A lot of implementation of old papers are in TF, how to go around that?
Wow, great blog posts, both of you. I saw Ravi’s earlier today, but missed Vinayak’s. Thanks Aman for highlighting and thanks to both of you for the high quality content. It is so helpful to get this information distilled down in such an easily digestible way!
Should one try to understand the fundamental papers?
Example scenario - I am trying to replicate a model called C3D which was developed in 2015 however it refers to LeCun’s work (ConvNet). Then should I stick with someone else’s understanding of ConvNet or get to know about it and work with the MNIST dataset
Oh you mean that there is some analogy between TF and PyTorch. So learning PyTorch properly would help breaking down TF implementation.

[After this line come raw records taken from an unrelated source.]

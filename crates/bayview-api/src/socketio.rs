//! Engine.IO v4 / Socket.IO v5 text framing.
//!
//! Only the subset a read-only subscriber needs: the open handshake,
//! heartbeats, namespace connect, and plain (non-binary) events. Every
//! websocket text frame is one Engine.IO packet; Engine.IO `message`
//! packets carry one Socket.IO packet:
//!
//! ```text
//! 0{"sid":"..","pingInterval":25000,"pingTimeout":20000}   open
//! 2 / 3                                                    ping / pong
//! 40 / 40{"sid":".."}                                      connect
//! 42["network-status",{"machines":[...]}]                  event
//! 42/admin,7["name",...]                                   event with namespace + ack id
//! ```

use serde::Deserialize;
use serde_json::Value;

use crate::error::Error;

/// Frame the client sends to join the default namespace.
pub const CONNECT_FRAME: &str = "40";

/// Engine.IO reply to a server heartbeat.
pub const PONG_FRAME: &str = "3";

/// Default namespace.
pub const ROOT_NAMESPACE: &str = "/";

// ── Engine.IO ────────────────────────────────────────────────────────

/// Parameters from the Engine.IO `open` packet.
#[derive(Debug, Clone, PartialEq, Eq, Deserialize)]
#[serde(rename_all = "camelCase")]
pub struct OpenHandshake {
    pub sid: String,
    #[serde(default)]
    pub upgrades: Vec<String>,
    /// Milliseconds between server pings.
    pub ping_interval: u64,
    /// Milliseconds the server waits for a pong (and we wait past the interval).
    pub ping_timeout: u64,
    #[serde(default)]
    pub max_payload: Option<u64>,
}

/// One Engine.IO packet.
#[derive(Debug, Clone, PartialEq)]
pub enum EnginePacket {
    Open(OpenHandshake),
    Close,
    Ping(String),
    Pong(String),
    Message(String),
    Upgrade,
    Noop,
}

/// Decode a websocket text frame into an Engine.IO packet.
pub fn decode_engine(frame: &str) -> Result<EnginePacket, Error> {
    let mut chars = frame.chars();
    let kind = chars
        .next()
        .ok_or_else(|| Error::Protocol("empty Engine.IO frame".into()))?;
    let rest = chars.as_str();

    match kind {
        '0' => serde_json::from_str(rest)
            .map(EnginePacket::Open)
            .map_err(|e| Error::Protocol(format!("invalid open handshake: {e}"))),
        '1' => Ok(EnginePacket::Close),
        '2' => Ok(EnginePacket::Ping(rest.to_owned())),
        '3' => Ok(EnginePacket::Pong(rest.to_owned())),
        '4' => Ok(EnginePacket::Message(rest.to_owned())),
        '5' => Ok(EnginePacket::Upgrade),
        '6' => Ok(EnginePacket::Noop),
        other => Err(Error::Protocol(format!(
            "unknown Engine.IO packet type {other:?}"
        ))),
    }
}

// ── Socket.IO ────────────────────────────────────────────────────────

/// One Socket.IO packet (carried inside an Engine.IO message).
#[derive(Debug, Clone, PartialEq)]
pub enum SocketPacket {
    Connect {
        namespace: String,
        data: Option<Value>,
    },
    Disconnect {
        namespace: String,
    },
    Event {
        namespace: String,
        ack_id: Option<u64>,
        name: String,
        args: Vec<Value>,
    },
    Ack {
        namespace: String,
        ack_id: Option<u64>,
        args: Vec<Value>,
    },
    ConnectError {
        namespace: String,
        data: Option<Value>,
    },
}

impl SocketPacket {
    pub fn namespace(&self) -> &str {
        match self {
            Self::Connect { namespace, .. }
            | Self::Disconnect { namespace }
            | Self::Event { namespace, .. }
            | Self::Ack { namespace, .. }
            | Self::ConnectError { namespace, .. } => namespace,
        }
    }
}

/// Decode the body of an Engine.IO message into a Socket.IO packet.
///
/// Binary packets (types 5 and 6) need attachment frames and are rejected.
pub fn decode_socket(message: &str) -> Result<SocketPacket, Error> {
    let mut chars = message.chars();
    let kind = chars
        .next()
        .ok_or_else(|| Error::Protocol("empty Socket.IO packet".into()))?;
    let rest = chars.as_str();

    if matches!(kind, '5' | '6') {
        return Err(Error::Protocol("binary Socket.IO packets are not supported".into()));
    }

    let (namespace, rest) = split_namespace(rest);
    let (ack_id, body) = split_ack_id(rest);
    let data = if body.is_empty() {
        None
    } else {
        Some(
            serde_json::from_str::<Value>(body)
                .map_err(|e| Error::Protocol(format!("invalid packet payload: {e}")))?,
        )
    };

    match kind {
        '0' => Ok(SocketPacket::Connect { namespace, data }),
        '1' => Ok(SocketPacket::Disconnect { namespace }),
        '2' => {
            let mut args = match data {
                Some(Value::Array(items)) => items,
                _ => return Err(Error::Protocol("event payload must be an array".into())),
            };
            if args.is_empty() {
                return Err(Error::Protocol("event payload has no name".into()));
            }
            let name = match args.remove(0) {
                Value::String(s) => s,
                _ => return Err(Error::Protocol("event name must be a string".into())),
            };
            Ok(SocketPacket::Event {
                namespace,
                ack_id,
                name,
                args,
            })
        }
        '3' => {
            let args = match data {
                Some(Value::Array(items)) => items,
                None => Vec::new(),
                Some(_) => return Err(Error::Protocol("ack payload must be an array".into())),
            };
            Ok(SocketPacket::Ack {
                namespace,
                ack_id,
                args,
            })
        }
        '4' => Ok(SocketPacket::ConnectError { namespace, data }),
        other => Err(Error::Protocol(format!(
            "unknown Socket.IO packet type {other:?}"
        ))),
    }
}

/// Build the connect frame for a namespace (`40` or `40/admin,`).
pub fn connect_frame(namespace: &str) -> String {
    if namespace.is_empty() || namespace == ROOT_NAMESPACE {
        CONNECT_FRAME.to_owned()
    } else {
        format!("{CONNECT_FRAME}{namespace},")
    }
}

fn split_namespace(input: &str) -> (String, &str) {
    if !input.starts_with('/') {
        return (ROOT_NAMESPACE.to_owned(), input);
    }
    match input.find(',') {
        Some(idx) => (input[..idx].to_owned(), &input[idx + 1..]),
        None => (input.to_owned(), ""),
    }
}

fn split_ack_id(input: &str) -> (Option<u64>, &str) {
    let digits = input.bytes().take_while(u8::is_ascii_digit).count();
    if digits == 0 {
        return (None, input);
    }
    (input[..digits].parse().ok(), &input[digits..])
}

#[cfg(test)]
#[allow(clippy::unwrap_used)]
mod tests {
    use super::*;
    use pretty_assertions::assert_eq;
    use serde_json::json;

    #[test]
    fn decode_open_handshake() {
        let frame = r#"0{"sid":"lv_VI97HAXpY6yYWAAAC","upgrades":[],"pingInterval":25000,"pingTimeout":20000,"maxPayload":1000000}"#;
        let EnginePacket::Open(open) = decode_engine(frame).unwrap() else {
            panic!("expected open packet");
        };
        assert_eq!(open.sid, "lv_VI97HAXpY6yYWAAAC");
        assert_eq!(open.ping_interval, 25_000);
        assert_eq!(open.ping_timeout, 20_000);
        assert_eq!(open.max_payload, Some(1_000_000));
    }

    #[test]
    fn decode_heartbeats_and_messages() {
        assert_eq!(decode_engine("2").unwrap(), EnginePacket::Ping(String::new()));
        assert_eq!(decode_engine("3probe").unwrap(), EnginePacket::Pong("probe".into()));
        assert_eq!(decode_engine("40").unwrap(), EnginePacket::Message("0".into()));
        assert_eq!(decode_engine("1").unwrap(), EnginePacket::Close);
        assert!(decode_engine("").is_err());
        assert!(decode_engine("9").is_err());
    }

    #[test]
    fn decode_connect_ack() {
        let packet = decode_socket(r#"0{"sid":"abc"}"#).unwrap();
        assert_eq!(
            packet,
            SocketPacket::Connect {
                namespace: "/".into(),
                data: Some(json!({ "sid": "abc" })),
            }
        );
    }

    #[test]
    fn decode_event_on_root_namespace() {
        let packet = decode_socket(r#"2["network-status",{"machines":[]}]"#).unwrap();
        assert_eq!(
            packet,
            SocketPacket::Event {
                namespace: "/".into(),
                ack_id: None,
                name: "network-status".into(),
                args: vec![json!({ "machines": [] })],
            }
        );
    }

    #[test]
    fn decode_event_with_namespace_and_ack() {
        let packet = decode_socket(r#"2/floor,12["hello",1,"two"]"#).unwrap();
        assert_eq!(packet.namespace(), "/floor");
        let SocketPacket::Event { ack_id, name, args, .. } = packet else {
            panic!("expected event");
        };
        assert_eq!(ack_id, Some(12));
        assert_eq!(name, "hello");
        assert_eq!(args, vec![json!(1), json!("two")]);
    }

    #[test]
    fn reject_malformed_events() {
        assert!(decode_socket(r#"2{"not":"array"}"#).is_err());
        assert!(decode_socket("2[]").is_err());
        assert!(decode_socket("2[42]").is_err());
        assert!(decode_socket("2[oops").is_err());
        assert!(decode_socket(r#"51-["bin",{"_placeholder":true,"num":0}]"#).is_err());
    }

    #[test]
    fn connect_error_keeps_payload() {
        let packet = decode_socket(r#"4{"message":"Not authorized"}"#).unwrap();
        assert_eq!(
            packet,
            SocketPacket::ConnectError {
                namespace: "/".into(),
                data: Some(json!({ "message": "Not authorized" })),
            }
        );
    }

    #[test]
    fn connect_frames() {
        assert_eq!(connect_frame("/"), "40");
        assert_eq!(connect_frame(""), "40");
        assert_eq!(connect_frame("/floor"), "40/floor,");
    }
}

That’s correct, the concepts between Tensorflow and Pytorch are the same even though the names might be different.
It’s definitely easier for me to read a pytorch implementation of a paper because that’s what I’ve learned on mostly, but if only a TF implementation is available, it is readable. It just takes a little more focus (I would recommend rewriting in PyTorch if you can’t find an implementation)
Using global pooling allows you to use any image size as input. However, during training, is the network going to perform better at a particular image size ?

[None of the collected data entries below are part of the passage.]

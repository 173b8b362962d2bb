// ── Controller abstraction ──
//
// Owns one status-server connection: the REST snapshot fetch, the
// `network-status` push channel, and the MachineStore both feed. Created
// and torn down explicitly by whoever displays the data.

use std::sync::Arc;

use chrono::{DateTime, Utc};
use tokio::sync::{Mutex, broadcast, watch};
use tokio::task::JoinHandle;
use tokio_util::sync::CancellationToken;
use tracing::{debug, info, warn};

use bayview_api::transport::{TlsMode, TransportConfig};
use bayview_api::websocket::{PushEvent, StatusStream, socket_url};
use bayview_api::MachinesClient;

use crate::config::{ControllerConfig, TlsVerification};
use crate::convert::machines_from_records;
use crate::error::CoreError;
use crate::store::{MachineStore, Snapshot};
use crate::stream::MachineStream;

// ── ConnectionState ──────────────────────────────────────────────

/// Connection state observable by consumers.
#[derive(Debug, Clone, PartialEq, Eq)]
pub enum ConnectionState {
    Disconnected,
    Connecting,
    Connected,
    Reconnecting { attempt: u32 },
    Failed,
}

// ── Controller ───────────────────────────────────────────────────

/// The main entry point for consumers.
///
/// Cheaply cloneable via `Arc<ControllerInner>`. Nothing happens until
/// [`connect()`](Self::connect); [`disconnect()`](Self::disconnect) stops
/// every background task and can be followed by another `connect()`.
#[derive(Clone)]
pub struct Controller {
    inner: Arc<ControllerInner>,
}

struct ControllerInner {
    config: ControllerConfig,
    store: Arc<MachineStore>,
    connection_state: watch::Sender<ConnectionState>,
    cancel: CancellationToken,
    /// Child of `cancel` for the current session; replaced on each connect.
    cancel_child: Mutex<CancellationToken>,
    client: Mutex<Option<MachinesClient>>,
    task_handles: Mutex<Vec<JoinHandle<()>>>,
}

impl Controller {
    /// Create a controller from configuration. Does NOT connect.
    pub fn new(config: ControllerConfig) -> Self {
        let store = Arc::new(MachineStore::new());
        let (connection_state, _) = watch::channel(ConnectionState::Disconnected);
        let cancel = CancellationToken::new();
        let cancel_child = cancel.child_token();

        Self {
            inner: Arc::new(ControllerInner {
                config,
                store,
                connection_state,
                cancel,
                cancel_child: Mutex::new(cancel_child),
                client: Mutex::new(None),
                task_handles: Mutex::new(Vec::new()),
            }),
        }
    }

    pub fn config(&self) -> &ControllerConfig {
        &self.inner.config
    }

    pub fn store(&self) -> &Arc<MachineStore> {
        &self.inner.store
    }

    // ── Connection lifecycle ─────────────────────────────────────

    /// Connect to the status server.
    ///
    /// Fetches the initial snapshot, then subscribes to the push channel
    /// (when enabled). A failed initial fetch is logged and otherwise
    /// ignored: the store stays empty until the first push arrives.
    pub async fn connect(&self) -> Result<(), CoreError> {
        self.stop_session().await;
        self.set_state(ConnectionState::Connecting);

        let config = &self.inner.config;
        let transport = build_transport(config);

        let client = match MachinesClient::new(config.url.clone(), &transport) {
            Ok(client) => client,
            Err(e) => {
                self.set_state(ConnectionState::Failed);
                return Err(e.into());
            }
        };
        *self.inner.client.lock().await = Some(client);

        let child = self.inner.cancel.child_token();
        *self.inner.cancel_child.lock().await = child.clone();

        if let Err(e) = self.refresh().await {
            warn!(error = %e, "initial machine fetch failed");
        }

        if config.websocket_enabled {
            let url = match socket_url(&config.url, &config.socket_path) {
                Ok(url) => url,
                Err(e) => {
                    self.set_state(ConnectionState::Failed);
                    return Err(e.into());
                }
            };
            debug!(%url, "subscribing to push channel");

            let stream = StatusStream::connect(url, config.reconnect.clone(), child.clone());
            let ctrl = self.clone();
            self.inner
                .task_handles
                .lock()
                .await
                .push(tokio::spawn(push_task(ctrl, stream, child)));
        }

        self.set_state(ConnectionState::Connected);
        info!(url = %config.url, "connected to status server");
        Ok(())
    }

    /// Disconnect from the status server.
    ///
    /// Cancels background tasks, waits for them, empties the store and
    /// resets the state to [`Disconnected`](ConnectionState::Disconnected).
    pub async fn disconnect(&self) {
        self.stop_session().await;
        *self.inner.client.lock().await = None;
        self.inner.store.clear();
        self.set_state(ConnectionState::Disconnected);
        debug!("disconnected");
    }

    /// Cancel the current session's tasks and wait for them to finish.
    async fn stop_session(&self) {
        self.inner.cancel_child.lock().await.cancel();

        let mut handles = self.inner.task_handles.lock().await;
        for handle in handles.drain(..) {
            if let Err(e) = handle.await {
                warn!(error = %e, "push task ended abnormally");
            }
        }
    }

    /// Publish a state even when nobody is subscribed yet.
    fn set_state(&self, state: ConnectionState) {
        self.inner.connection_state.send_replace(state);
    }

    /// Fetch a full snapshot over REST and apply it to the store.
    ///
    /// Returns the number of machines received.
    pub async fn refresh(&self) -> Result<usize, CoreError> {
        let client = self
            .inner
            .client
            .lock()
            .await
            .clone()
            .ok_or(CoreError::Disconnected)?;

        let records = client.list_machines().await?;
        let count = records.len();
        let changed = self
            .inner
            .store
            .apply_snapshot(machines_from_records(records));

        debug!(machines = count, changed, "snapshot refresh complete");
        Ok(count)
    }

    // ── State observation ────────────────────────────────────────

    /// Subscribe to connection state changes.
    pub fn connection_state(&self) -> watch::Receiver<ConnectionState> {
        self.inner.connection_state.subscribe()
    }

    pub fn snapshot(&self) -> Snapshot {
        self.inner.store.snapshot()
    }

    pub fn machines(&self) -> MachineStream {
        self.inner.store.subscribe()
    }

    pub fn last_snapshot(&self) -> Option<DateTime<Utc>> {
        self.inner.store.last_snapshot()
    }

    // ── Push handling ────────────────────────────────────────────

    fn apply_push_event(&self, event: PushEvent) {
        match event {
            PushEvent::Connected => {
                info!("push channel connected");
                self.set_state(ConnectionState::Connected);
            }
            PushEvent::Snapshot(records) => {
                let count = records.len();
                let machines = machines_from_records(records.iter().cloned());
                let changed = self.inner.store.apply_snapshot(machines);
                debug!(machines = count, changed, "push snapshot applied");
            }
            PushEvent::Disconnected { reason } => {
                warn!(%reason, "push channel disconnected");
            }
            PushEvent::Reconnecting { attempt, delay } => {
                debug!(attempt, ?delay, "push channel reconnecting");
                self.set_state(ConnectionState::Reconnecting { attempt });
            }
        }
    }
}

// ── Background tasks ─────────────────────────────────────────────

/// Bridge push-channel events into the store and connection state.
async fn push_task(controller: Controller, mut stream: StatusStream, cancel: CancellationToken) {
    let mut rx = stream.subscribe();

    loop {
        tokio::select! {
            biased;
            () = cancel.cancelled() => break,
            result = rx.recv() => match result {
                Ok(event) => controller.apply_push_event(event),
                Err(broadcast::error::RecvError::Lagged(n)) => {
                    warn!(skipped = n, "push receiver lagged");
                }
                Err(broadcast::error::RecvError::Closed) => {
                    warn!("push channel gave up reconnecting");
                    controller.set_state(ConnectionState::Failed);
                    break;
                }
            },
        }
    }

    stream.shutdown();
}

// ── Helpers ──────────────────────────────────────────────────────

/// Build a [`TransportConfig`] from the controller configuration.
fn build_transport(config: &ControllerConfig) -> TransportConfig {
    TransportConfig {
        tls: tls_to_transport(&config.tls),
        timeout: config.timeout,
    }
}

fn tls_to_transport(tls: &TlsVerification) -> TlsMode {
    match tls {
        TlsVerification::SystemDefaults => TlsMode::System,
        TlsVerification::CustomCa(path) => TlsMode::CustomCa(path.clone()),
        TlsVerification::DangerAcceptInvalid => TlsMode::DangerAcceptInvalid,
    }
}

If you are using pretrained weights, I have found that using that size of images that were trained in the pretraining process works best
Excited to try this, that sounds so cool! The paper Aman referenced:
Is conv-bn-relu a “standard”? I remember reading in ch. 13 that some people experimented with bn after the activation layer but don’t remember reading anything about which is better.
the reason you need the input and output to match is for the identity addition of input?
You would have to use Interpolate to re-line them up (Just a guess, not confident about this answer)
If the number of channels is different, we could also have concatened x
and F_x
instead of using a 1x1
conv and adding them?
class ResBlock(Module):
def __init__(self, ni, nf, stride=1):
self.convs = _conv_block(ni,nf,stride)
self.skip_conv = noop if ni==nf else ConvLayer(ni, nf, 1, act_cls=None)
self.pool = noop if stride==1 else nn.AvgPool2d(stride, ceil_mode=True)
def forward(self, x):
F_x = F.relu(self.convs(x))
skip = self.skip_conv(self.pool(x))
print(f"F(x) shape: {F_x.shape}, skip shape: {skip.shape}")
return F_x + skip
Are we really adding X though if we pass it through this convlayer though? That seems like we are kind of cheating by passing it through a convlayer
Sorry for asking this now (due to some coursework I wasn’t able to follow the fastbook reading group for the last few lectures) I wanted to know how to tap into the community. For any doubts, should I refer to the slack group or any other forum?
Welcome! We’re slowly migrating from the slack group into this discourse forum, so you should post any questions into the Fastbook Reading Group section.
This topic contains all the discussion posts from previous sessions, and a link to a playlist with all the recordings.
I found this is a nice bit of revision before diving deeper. Working through “What is torch.nn really?” - YouTube
I think the best position for the norm is still an active debate.